# What to produce
Say how many lines in the records contain the string "ReqwestTransport". Nothing but the number should be given.

Start of Available data

//! HTTP transport abstraction.
//!
//! The loader talks to the network through [`Transport`] so tests can swap in
//! an in-memory implementation. [`ReqwestTransport`] is the production one.

use async_trait::async_trait;
use bytes::Bytes;
use http::header::{HeaderMap, HeaderValue, ACCEPT};
use reqwest::Url;

use crate::config::NetConfig;

/// A GET request for a single resource.
#[derive(Debug, Clone)]
pub struct ResourceRequest {
    pub url: Url,
    pub headers: HeaderMap,
}

impl ResourceRequest {
    #[must_use]
    pub fn new(url: Url) -> Self {
        Self {
            url,
            headers: HeaderMap::new(),
        }
    }

    /// Sets the `Accept` header.
    ///
    /// # Errors
    ///
    /// Returns an error if `accept` is not a valid header value.
    pub fn accept(mut self, accept: &str) -> anyhow::Result<Self> {
        self.headers.insert(ACCEPT, HeaderValue::from_str(accept)?);
        Ok(self)
    }
}

/// Fetches resource bodies.
#[async_trait]
pub trait Transport: Send + Sync + 'static {
    /// Performs the request and returns the full body.
    ///
    /// # Errors
    ///
    /// Returns an error on connection failure or a non-success status.
    async fn get(&self, request: ResourceRequest) -> anyhow::Result<Bytes>;
}

/// [`Transport`] backed by a shared `reqwest` client.
#[derive(Debug, Clone)]
pub struct ReqwestTransport {
    client: reqwest::Client,
}

impl ReqwestTransport {
    /// Builds a client with the configured user agent and timeout.
    ///
    /// # Errors
    ///
    /// Returns an error if the TLS backend cannot be initialised.
    pub fn from_config(config: &NetConfig) -> anyhow::Result<Self> {
        let client = reqwest::Client::builder()
            .user_agent(config.user_agent.clone())
            .timeout(config.request_timeout)
            .build()?;
        Ok(Self { client })
    }

    #[must_use]
    pub fn with_client(client: reqwest::Client) -> Self {
        Self { client }
    }
}

#[async_trait]
impl Transport for ReqwestTransport {
    async fn get(&self, request: ResourceRequest) -> anyhow::Result<Bytes> {
        let response = self
            .client
            .get(request.url)
            .headers(request.headers)
            .send()
            .await?
            .error_for_status()?;
        Ok(response.bytes().await?)
    }
}

#[cfg(test)]
mod tests {
    use super::*;

    #[test]
    fn accept_header_is_set() {
        let url = Url::parse("https://example.com/a.png").unwrap();
        let request = ResourceRequest::new(url).accept("image/*").unwrap();
        assert_eq!(request.headers.get(ACCEPT).unwrap(), "image/*");
    }

    #[test]
    fn invalid_accept_header_is_rejected() {
        let url = Url::parse("https://example.com/a.png").unwrap();
        assert!(ResourceRequest::new(url).accept("bad\nvalue").is_err());
    }

    #[test]
    fn client_builds_from_default_config() {
        assert!(ReqwestTransport::from_config(&NetConfig::default()).is_ok());
    }
}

End of Available data

# Worked solution
5